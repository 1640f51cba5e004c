// src/message.rs
use serde::{Deserialize, Deserializer, Serialize};

#[derive(Clone, Copy, Debug, PartialEq, Eq, Deserialize, Serialize)]
#[serde(rename_all = "snake_case")]
pub enum MessageRole {
    User,
    // the web widget records its own turns as "bot"
    #[serde(alias = "bot")]
    Assistant,
}

#[derive(Clone, Debug, Deserialize, Serialize)]
pub struct ChatMessage {
    #[serde(rename = "type")]
    pub role: MessageRole,
    pub message: String,
}

impl ChatMessage {
    pub fn new(role: MessageRole, message: impl Into<String>) -> Self {
        Self { role, message: message.into() }
    }
}

#[derive(Debug, Deserialize)]
pub struct ChatRequest {
    #[serde(default)]
    pub message: Option<String>,
    #[serde(default, deserialize_with = "null_as_empty")]
    pub history: Vec<ChatMessage>,
}

// `"history": null` means the same as leaving the field out.
fn null_as_empty<'de, D>(deserializer: D) -> Result<Vec<ChatMessage>, D::Error>
where
    D: Deserializer<'de>,
{
    Option::<Vec<ChatMessage>>::deserialize(deserializer).map(Option::unwrap_or_default)
}

#[derive(Clone, Debug, PartialEq, Eq, Deserialize, Serialize)]
pub struct Product {
    pub title: String,
    pub price: String,
}

#[derive(Clone, Copy, Debug, PartialEq, Eq, Serialize)]
#[serde(rename_all = "snake_case")]
pub enum ResponseKind {
    Chat,
    Product,
    OrderRequest,
    Error,
}

/// Body of every `/api/chat` answer, tagged by `type`.
#[derive(Clone, Debug, PartialEq, Eq, Deserialize, Serialize)]
#[serde(tag = "type", rename_all = "snake_case")]
pub enum ChatResponse {
    Chat { message: String },
    Product { message: String, products: Vec<Product> },
    OrderRequest { message: String },
    Error { message: String },
}

impl ChatResponse {
    pub fn kind(&self) -> ResponseKind {
        match self {
            ChatResponse::Chat { .. } => ResponseKind::Chat,
            ChatResponse::Product { .. } => ResponseKind::Product,
            ChatResponse::OrderRequest { .. } => ResponseKind::OrderRequest,
            ChatResponse::Error { .. } => ResponseKind::Error,
        }
    }

    pub fn message(&self) -> &str {
        match self {
            ChatResponse::Chat { message }
            | ChatResponse::Product { message, .. }
            | ChatResponse::OrderRequest { message }
            | ChatResponse::Error { message } => message,
        }
    }
}
//! Prompt construction and the Gemini `generateContent` client.

use async_trait::async_trait;
use reqwest::Client;
use serde::{Deserialize, Serialize};
use thiserror::Error;

use crate::config::GeminiConfig;
use crate::message::{ChatMessage, MessageRole};

pub const PERSONA: &str = "You are a helpful e-commerce customer service assistant. Be friendly, concise, and professional. If you're not sure about something, ask for clarification. Focus on helping customers with their shopping experience.\n\n";

/// How many past turns are replayed to the model.
pub const HISTORY_WINDOW: usize = 5;

const TEMPERATURE: f32 = 0.7;
const TOP_P: f32 = 1.0;
const TOP_K: u32 = 1;
const MAX_OUTPUT_TOKENS: u32 = 2048;

const BLOCKED_CATEGORIES: [&str; 4] = [
    "HARM_CATEGORY_HARASSMENT",
    "HARM_CATEGORY_HATE_SPEECH",
    "HARM_CATEGORY_SEXUALLY_EXPLICIT",
    "HARM_CATEGORY_DANGEROUS_CONTENT",
];
const BLOCK_THRESHOLD: &str = "BLOCK_MEDIUM_AND_ABOVE";

/// Ordered text parts sent to the model as a single user turn.
#[derive(Clone, Debug, PartialEq, Eq)]
pub struct Prompt {
    parts: Vec<String>,
}

impl Prompt {
    pub fn build(history: &[ChatMessage], message: &str) -> Self {
        let recent = &history[history.len().saturating_sub(HISTORY_WINDOW)..];

        let mut parts = Vec::with_capacity(recent.len() + 2);
        parts.push(PERSONA.to_string());
        for turn in recent {
            let speaker = match turn.role {
                MessageRole::User => "User",
                MessageRole::Assistant => "Assistant",
            };
            parts.push(format!("{speaker}: {}\n", turn.message));
        }
        parts.push(format!("User: {message}\nAssistant: "));

        Self { parts }
    }

    pub fn parts(&self) -> &[String] {
        &self.parts
    }

    pub fn text(&self) -> String {
        self.parts.concat()
    }
}

#[derive(Debug, Clone, PartialEq, Eq)]
pub enum Completion {
    Text(String),
    /// The provider refused the prompt; carries its block reason.
    Blocked(String),
}

#[derive(Debug, Error)]
pub enum LlmError {
    #[error("request failed: {0}")]
    Transport(#[from] reqwest::Error),

    #[error("gemini returned {status}: {body}")]
    Status { status: u16, body: String },

    #[error("response had no text (finish reason: {0})")]
    EmptyResponse(String),
}

#[async_trait]
pub trait CompletionClient: Send + Sync {
    async fn generate(&self, prompt: &Prompt) -> Result<Completion, LlmError>;
}

#[derive(Serialize)]
#[serde(rename_all = "camelCase")]
struct GenerateRequest<'a> {
    contents: [RequestContent<'a>; 1],
    generation_config: GenerationConfig,
    safety_settings: Vec<SafetySetting>,
}

#[derive(Serialize)]
struct RequestContent<'a> {
    role: &'static str,
    parts: Vec<RequestPart<'a>>,
}

#[derive(Serialize)]
struct RequestPart<'a> {
    text: &'a str,
}

#[derive(Serialize)]
#[serde(rename_all = "camelCase")]
struct GenerationConfig {
    temperature: f32,
    top_p: f32,
    top_k: u32,
    max_output_tokens: u32,
}

#[derive(Serialize)]
struct SafetySetting {
    category: &'static str,
    threshold: &'static str,
}

#[derive(Deserialize)]
#[serde(rename_all = "camelCase")]
struct GenerateResponse {
    #[serde(default)]
    candidates: Vec<Candidate>,
    prompt_feedback: Option<PromptFeedback>,
}

#[derive(Deserialize)]
#[serde(rename_all = "camelCase")]
struct PromptFeedback {
    block_reason: Option<String>,
}

#[derive(Deserialize)]
#[serde(rename_all = "camelCase")]
struct Candidate {
    content: Option<CandidateContent>,
    finish_reason: Option<String>,
}

#[derive(Deserialize)]
struct CandidateContent {
    #[serde(default)]
    parts: Vec<CandidatePart>,
}

#[derive(Deserialize)]
struct CandidatePart {
    text: Option<String>,
}

impl GenerateResponse {
    fn into_completion(self) -> Result<Completion, LlmError> {
        if let Some(reason) = self.prompt_feedback.and_then(|f| f.block_reason) {
            return Ok(Completion::Blocked(reason));
        }

        let Some(candidate) = self.candidates.into_iter().next() else {
            return Err(LlmError::EmptyResponse("no candidates".into()));
        };
        let text: String = candidate
            .content
            .map(|c| c.parts.into_iter().filter_map(|p| p.text).collect())
            .unwrap_or_default();

        if text.is_empty() {
            let reason = candidate.finish_reason.unwrap_or_else(|| "unknown".into());
            return Err(LlmError::EmptyResponse(reason));
        }
        Ok(Completion::Text(text))
    }
}

#[derive(Clone, Debug)]
pub struct GeminiClient {
    http: Client,
    api_base: String,
    model: String,
    api_key: String,
}

impl GeminiClient {
    pub fn new(http: Client, config: &GeminiConfig, api_key: impl Into<String>) -> Self {
        Self {
            http,
            api_base: config.api_base.trim_end_matches('/').to_string(),
            model: config.model.clone(),
            api_key: api_key.into(),
        }
    }

    fn endpoint(&self) -> String {
        format!("{}/v1beta/models/{}:generateContent", self.api_base, self.model)
    }
}

#[async_trait]
impl CompletionClient for GeminiClient {
    async fn generate(&self, prompt: &Prompt) -> Result<Completion, LlmError> {
        let body = GenerateRequest {
            contents: [RequestContent {
                role: "user",
                parts: prompt.parts().iter().map(|p| RequestPart { text: p }).collect(),
            }],
            generation_config: GenerationConfig {
                temperature: TEMPERATURE,
                top_p: TOP_P,
                top_k: TOP_K,
                max_output_tokens: MAX_OUTPUT_TOKENS,
            },
            safety_settings: BLOCKED_CATEGORIES
                .into_iter()
                .map(|category| SafetySetting {
                    category,
                    threshold: BLOCK_THRESHOLD,
                })
                .collect(),
        };

        let resp = self
            .http
            .post(self.endpoint())
            .header("x-goog-api-key", &self.api_key)
            .json(&body)
            .send()
            .await?;

        if !resp.status().is_success() {
            let status = resp.status().as_u16();
            let body = resp.text().await.unwrap_or_else(|_| "<no body>".to_string());
            return Err(LlmError::Status { status, body });
        }

        let parsed: GenerateResponse = resp.json().await?;
        parsed.into_completion()
    }
}

#[cfg(test)]
mod tests {
    use super::*;
    use axum::{Json, Router, extract::Path, http::HeaderMap, http::StatusCode, routing::post};
    use serde_json::{Value, json};
    use std::sync::{Arc, Mutex};

    fn turns(n: usize) -> Vec<ChatMessage> {
        (0..n)
            .map(|i| {
                let role = if i % 2 == 0 { MessageRole::User } else { MessageRole::Assistant };
                ChatMessage::new(role, format!("turn {i}"))
            })
            .collect()
    }

    #[test]
    fn prompt_keeps_only_last_five_turns() {
        let prompt = Prompt::build(&turns(8), "where is it?");
        let parts = prompt.parts();

        assert_eq!(parts.len(), 1 + HISTORY_WINDOW + 1);
        assert_eq!(parts[0], PERSONA);
        assert_eq!(parts[1], "Assistant: turn 3\n");
        assert_eq!(parts[5], "Assistant: turn 7\n");
        assert_eq!(parts[6], "User: where is it?\nAssistant: ");
        assert!(!prompt.text().contains("turn 2"));
    }

    #[test]
    fn prompt_with_short_history() {
        let prompt = Prompt::build(&turns(2), "hello");
        assert_eq!(
            prompt.parts(),
            &[
                PERSONA.to_string(),
                "User: turn 0\n".to_string(),
                "Assistant: turn 1\n".to_string(),
                "User: hello\nAssistant: ".to_string(),
            ]
        );
    }

    #[test]
    fn block_reason_wins_over_candidates() {
        let resp: GenerateResponse = serde_json::from_value(json!({
            "promptFeedback": {"blockReason": "SAFETY"},
            "candidates": []
        }))
        .unwrap();
        assert_eq!(resp.into_completion().unwrap(), Completion::Blocked("SAFETY".into()));
    }

    #[test]
    fn candidate_without_text_is_an_error() {
        let resp: GenerateResponse = serde_json::from_value(json!({
            "candidates": [{"finishReason": "SAFETY"}]
        }))
        .unwrap();
        assert!(matches!(resp.into_completion(), Err(LlmError::EmptyResponse(r)) if r == "SAFETY"));
    }

    async fn serve(app: Router) -> String {
        let listener = tokio::net::TcpListener::bind("127.0.0.1:0").await.unwrap();
        let addr = listener.local_addr().unwrap();
        tokio::spawn(async move {
            axum::serve(listener, app).await.unwrap();
        });
        format!("http://{addr}")
    }

    fn client_for(base: String) -> GeminiClient {
        let config = GeminiConfig {
            api_key: Some("test-key".into()),
            model: "test-model".into(),
            api_base: base,
        };
        GeminiClient::new(Client::new(), &config, "test-key")
    }

    #[tokio::test]
    async fn sends_fixed_generation_settings_and_returns_text() {
        let seen: Arc<Mutex<Option<(String, String, Value)>>> = Arc::default();
        let captured = seen.clone();
        let app = Router::new().route(
            "/v1beta/models/{call}",
            post(move |Path(call): Path<String>, headers: HeaderMap, Json(body): Json<Value>| {
                let captured = captured.clone();
                async move {
                    let key = headers
                        .get("x-goog-api-key")
                        .and_then(|v| v.to_str().ok())
                        .unwrap_or_default()
                        .to_string();
                    *captured.lock().unwrap() = Some((call, key, body));
                    Json(json!({
                        "candidates": [{
                            "content": {"role": "model", "parts": [{"text": "Happy "}, {"text": "to help!"}]},
                            "finishReason": "STOP"
                        }]
                    }))
                }
            }),
        );
        let client = client_for(serve(app).await);

        let completion = client.generate(&Prompt::build(&[], "hi")).await.unwrap();
        assert_eq!(completion, Completion::Text("Happy to help!".into()));

        let (call, key, body) = seen.lock().unwrap().take().unwrap();
        assert_eq!(call, "test-model:generateContent");
        assert_eq!(key, "test-key");
        assert_eq!(body["generationConfig"]["temperature"].as_f64().map(|t| (t * 10.0).round()), Some(7.0));
        assert_eq!(body["generationConfig"]["topK"], 1);
        assert_eq!(body["generationConfig"]["maxOutputTokens"], 2048);
        assert_eq!(body["safetySettings"].as_array().unwrap().len(), 4);
        assert_eq!(body["safetySettings"][0]["threshold"], "BLOCK_MEDIUM_AND_ABOVE");
        assert_eq!(body["contents"][0]["parts"][1]["text"], "User: hi\nAssistant: ");
    }

    #[tokio::test]
    async fn upstream_error_status_is_reported() {
        let app = Router::new().route(
            "/v1beta/models/{call}",
            post(|| async { (StatusCode::FORBIDDEN, "API key not valid") }),
        );
        let client = client_for(serve(app).await);

        match client.generate(&Prompt::build(&[], "hi")).await {
            Err(LlmError::Status { status, .. }) => assert_eq!(status, 403),
            other => panic!("expected status error, got {other:?}"),
        }
    }

    #[tokio::test]
    async fn non_json_success_body_is_an_error() {
        let app = Router::new().route(
            "/v1beta/models/{call}",
            post(|| async { (StatusCode::OK, "<html>gateway page</html>") }),
        );
        let client = client_for(serve(app).await);

        match client.generate(&Prompt::build(&[], "hi")).await {
            Err(LlmError::Transport(e)) => assert!(e.is_decode()),
            other => panic!("expected decode error, got {other:?}"),
        }
    }
}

▸ The problem: From the line holding "#[cfg(test)]" to the line holding "let role = if", inclusive, restate each line above exactly as written.

▸ Output of the task:
#[cfg(test)]
mod tests {
    use super::*;
    use axum::{Json, Router, extract::Path, http::HeaderMap, http::StatusCode, routing::post};
    use serde_json::{Value, json};
    use std::sync::{Arc, Mutex};

    fn turns(n: usize) -> Vec<ChatMessage> {
        (0..n)
            .map(|i| {
                let role = if i % 2 == 0 { MessageRole::User } else { MessageRole::Assistant };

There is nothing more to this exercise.